Алла Ильинична Тартак, московский литературовед, рассказывала мне: «Маяковский лежал в гробу. Подойдя к нему, Пастернак — только что сотрясали его рыдания — на мгновение замер, внезапно, рывком, склонился к покойнику, впившись… впиясь ему в губы. Когда он поднял голову, глаза у него были навыкате, безумные. На губах вздулись красные пузыри. Я обомлела: „Упырь! Оборотень!“ У Маяковского по губам стекала сукровица. Люди шарахнулись. Пастернак бросился из комнаты вон».
Ну, упырь, оборотень — это уже из Средневековья, из бестиария. Но образ есть образ — от него не уйдешь: открылся людям на миг Пастернак, какого прежде не видели, не знали.
В сорок первом году Эренбург сделал в дневнике запись о Пастернаке: «Безумие». В чем усматривал он безумие, объяснений не дано. Но зря такие записи для себя, в дневнике, не делаются.
Григорий Винокур, по оценке Гладкова, «один из умнейших людей, которых я встречал», о Пастернаке, которого он хорошо знал и любил, сказал, усмехнувшись, когда речь зашла о скромности Борис Леонидыча: «…Я не знаю, где кончается скромность и где начинается высокое самолюбие».
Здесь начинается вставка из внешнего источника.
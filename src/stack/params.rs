//! Caller-facing stack start parameters.

use std::path::PathBuf;

use crate::native::{LogLevel, StackConfig};

/// Parameters the caller supplies to [`super::StackLifecycleGuard::start`].
///
/// The local address is deliberately absent: it is resolved by the guard at
/// start time and appended when converting into a [`StackConfig`].
#[derive(Debug, Clone, PartialEq, Eq)]
pub struct StackParams {
    /// Filesystem root for stack state.
    pub base_path: PathBuf,
    /// Control (non) service endpoint.
    pub non_addr: String,
    /// Websocket event endpoint.
    pub ws_addr: String,
    /// Transport port.
    pub bdt_port: u16,
    /// Native verbosity.
    pub loglevel: LogLevel,
}

impl StackParams {
    /// Builds the native start payload with the resolved `local_addr`.
    #[must_use]
    pub fn into_config(self, local_addr: String) -> StackConfig {
        StackConfig {
            base_path: self.base_path,
            non_addr: self.non_addr,
            ws_addr: self.ws_addr,
            bdt_port: self.bdt_port,
            loglevel: self.loglevel,
            local_addr,
        }
    }
}
//! Validated configuration after merging CLI and TOML sources.
//!
//! This module contains the final, validated configuration that is used
//! by the application. All validation is performed during construction.

use std::fmt;
use std::net::SocketAddr;
use std::path::{Path, PathBuf};
use std::time::Duration;

use crate::native::LogLevel;
use crate::stack::StackParams;

use super::cli::Cli;
use super::defaults;
use super::error::{ConfigError, field};
use super::toml::TomlConfig;

/// How the binary observes link changes.
#[derive(Debug, Clone, Copy, PartialEq, Eq, Default)]
pub enum ObserverMode {
    /// Poll the host's interfaces.
    #[default]
    Poll,
    /// No observation; the stack is never reset.
    Off,
}

impl fmt::Display for ObserverMode {
    fn fmt(&self, f: &mut fmt::Formatter<'_>) -> fmt::Result {
        match self {
            Self::Poll => write!(f, "poll"),
            Self::Off => write!(f, "off"),
        }
    }
}

/// Fully validated configuration ready for use by the application.
///
/// # Construction
///
/// Use [`ValidatedConfig::from_raw`] to create from CLI args and optional TOML config.
/// The function validates all inputs and returns errors for invalid configurations.
#[derive(Debug)]
pub struct ValidatedConfig {
    /// Parameters handed to the stack on start
    pub stack: StackParams,

    /// How link changes are observed
    pub observer: ObserverMode,

    /// Polling interval for the poll observer
    pub poll_interval: Duration,

    /// Bind delay of the dry-run control module; `None` skips the bind sequence
    pub control: Option<Duration>,

    /// Verbose logging enabled
    pub verbose: bool,
}

impl fmt::Display for ValidatedConfig {
    fn fmt(&self, f: &mut fmt::Formatter<'_>) -> fmt::Result {
        write!(
            f,
            "Config {{ base_path: {}, non_addr: {}, ws_addr: {}, bdt_port: {}, loglevel: {}, \
             observer: {}, poll_interval: {}s, control: {} }}",
            self.stack.base_path.display(),
            self.stack.non_addr,
            self.stack.ws_addr,
            self.stack.bdt_port,
            self.stack.loglevel,
            self.observer,
            self.poll_interval.as_secs(),
            self.control.map_or_else(
                || "off".to_string(),
                |delay| format!("bind in {}s", delay.as_secs())
            ),
        )
    }
}

impl ValidatedConfig {
    /// Creates a validated configuration from CLI arguments and optional TOML config.
    ///
    /// Every value resolves as CLI explicit > TOML > built-in default.
    ///
    /// # Errors
    ///
    /// Returns an error if:
    /// - An endpoint is not an `ip:port` socket address
    /// - `bdt_port` is zero
    /// - The log level or observer mode is unknown
    /// - The poll interval or the bind delay is zero
    /// - The base path needs a home directory that cannot be determined
    pub fn from_raw(cli: &Cli, toml: Option<&TomlConfig>) -> Result<Self, ConfigError> {
        let stack = toml.map(|t| &t.stack);

        let base_path = Self::resolve_base_path(cli, toml)?;

        let non_addr = resolve_endpoint(
            field::NON_ADDR,
            cli.non_addr
                .as_deref()
                .or_else(|| stack.and_then(|s| s.non_addr.as_deref()))
                .unwrap_or(defaults::NON_ADDR),
        )?;

        let ws_addr = resolve_endpoint(
            field::WS_ADDR,
            cli.ws_addr
                .as_deref()
                .or_else(|| stack.and_then(|s| s.ws_addr.as_deref()))
                .unwrap_or(defaults::WS_ADDR),
        )?;

        let bdt_port = cli
            .bdt_port
            .or_else(|| stack.and_then(|s| s.bdt_port))
            .unwrap_or(defaults::BDT_PORT);
        if bdt_port == 0 {
            return Err(ConfigError::InvalidPort(bdt_port));
        }

        let loglevel = cli
            .log_level
            .as_deref()
            .or_else(|| stack.and_then(|s| s.loglevel.as_deref()))
            .unwrap_or(defaults::LOG_LEVEL)
            .parse::<LogLevel>()?;

        let observer = Self::resolve_observer(cli, toml)?;
        let poll_interval = Self::resolve_poll_interval(cli, toml)?;
        let control = Self::resolve_control(cli, toml)?;

        Ok(Self {
            stack: StackParams {
                base_path,
                non_addr,
                ws_addr,
                bdt_port,
                loglevel,
            },
            observer,
            poll_interval,
            control,
            verbose: cli.verbose,
        })
    }

    /// Loads and merges configuration from CLI and optional config file.
    ///
    /// If `cli.config` is set, loads the TOML file from that path.
    ///
    /// # Errors
    ///
    /// Returns an error if:
    /// - The config file cannot be read or parsed
    /// - The merged configuration is invalid
    pub fn load(cli: &Cli) -> Result<Self, ConfigError> {
        let toml = if let Some(ref path) = cli.config {
            Some(TomlConfig::load(path)?)
        } else {
            None
        };

        Self::from_raw(cli, toml.as_ref())
    }

    fn resolve_base_path(cli: &Cli, toml: Option<&TomlConfig>) -> Result<PathBuf, ConfigError> {
        let path = cli
            .base_path
            .clone()
            .or_else(|| toml.and_then(|t| t.stack.base_path.clone()))
            .unwrap_or_else(|| PathBuf::from(defaults::BASE_PATH));

        expand_home(&path, dirs::home_dir())
    }

    fn resolve_observer(
        cli: &Cli,
        toml: Option<&TomlConfig>,
    ) -> Result<ObserverMode, ConfigError> {
        if let Some(arg) = cli.observer {
            return Ok(arg.into());
        }

        toml.and_then(|t| t.monitor.observer.as_deref())
            .map_or(Ok(ObserverMode::default()), parse_observer)
    }

    fn resolve_poll_interval(
        cli: &Cli,
        toml: Option<&TomlConfig>,
    ) -> Result<Duration, ConfigError> {
        // Priority: CLI explicit > TOML > default
        let seconds = cli
            .poll_interval
            .or_else(|| toml.and_then(|t| t.monitor.poll_interval))
            .unwrap_or(defaults::POLL_INTERVAL_SECS);

        if seconds == 0 {
            return Err(ConfigError::InvalidDuration {
                field: field::POLL_INTERVAL,
                reason: "must be greater than 0".to_string(),
            });
        }

        Ok(Duration::from_secs(seconds))
    }

    fn resolve_control(
        cli: &Cli,
        toml: Option<&TomlConfig>,
    ) -> Result<Option<Duration>, ConfigError> {
        let section = toml.map(|t| &t.control);

        // Either source can turn the bind sequence on
        let enabled = cli.control || section.and_then(|s| s.enabled).unwrap_or(false);

        let seconds = cli
            .bind_delay
            .or_else(|| section.and_then(|s| s.bind_delay))
            .unwrap_or(defaults::BIND_DELAY_SECS);

        if seconds == 0 {
            return Err(ConfigError::InvalidDuration {
                field: field::BIND_DELAY,
                reason: "must be greater than 0".to_string(),
            });
        }

        Ok(enabled.then_some(Duration::from_secs(seconds)))
    }
}

/// Writes the default configuration template to a file.
///
/// # Errors
///
/// Returns an error if the file cannot be written.
pub fn write_default_config(path: &Path) -> Result<(), ConfigError> {
    let template = super::toml::default_config_template();
    std::fs::write(path, template).map_err(|e| ConfigError::FileWrite {
        path: path.to_path_buf(),
        source: e,
    })
}

// Helper functions

fn resolve_endpoint(name: &'static str, value: &str) -> Result<String, ConfigError> {
    value
        .trim()
        .parse::<SocketAddr>()
        .map(|addr| addr.to_string())
        .map_err(|e| ConfigError::InvalidEndpoint {
            field: name,
            value: value.to_string(),
            reason: e.to_string(),
        })
}

fn parse_observer(s: &str) -> Result<ObserverMode, ConfigError> {
    match s.trim().to_lowercase().as_str() {
        "poll" | "polling" => Ok(ObserverMode::Poll),
        "off" | "none" | "disabled" => Ok(ObserverMode::Off),
        _ => Err(ConfigError::InvalidObserver {
            value: s.to_string(),
        }),
    }
}

/// Replaces a leading `~` component with `home`.
fn expand_home(path: &Path, home: Option<PathBuf>) -> Result<PathBuf, ConfigError> {
    let Ok(rest) = path.strip_prefix("~") else {
        return Ok(path.to_path_buf());
    };

    home.map(|home| home.join(rest))
        .ok_or_else(|| ConfigError::HomeDirUnavailable {
            path: path.to_path_buf(),
        })
}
Стало быть, иногда, пусть немногие, но заглядывали, хоть краем глаза, в пастернаковскую душу и принимали его не совсем за того, за кого он себя выдавал. Тут и место вопросу: кто ж повинен в том, что его принимали не за то, что он есть, — те ли, которые принимали, тот ли, которого принимали?
В вопросе этом нет никакого коварства, вопрос этот вполне предметный, ибо Борис Леонидыч, как ни удивительно, был по этой части в претензии не к тому, кого принимали, то есть к самому себе, а был в претензии к другим: их вина.
Но в другое время, в ином контексте, он уже не рядился, а судил неподкупно: «Чтобы говорить правду, надо быть еретиком. Это было и будет во все времена…»
И объяснял младому другу Александру Константиновичу Гладкову: «Нет ничего более полезного для здоровья, чем прямодушие, откровенность, искренность и чистая совесть. Если бы я был врачом, то я написал бы труд о страшной опасности для физического здоровья криводушия, ставшего привычкой. Это страшнее алкоголизма…»
Молодой друг хоть и не поддакивал, но прекрасно понимал: не о ком-то — о себе, о своем говорил Пастернак. Тут, впрочем, и гадать не было надобности — яснее ясного сказано: «Если бы я был врачом…»
А пациент кто же, у кого криводушие стало привычкой страшнее алкоголизма? А пациент тот же, что и врач, — Борис Пастернак: сам себе пациент, сам себе и врач.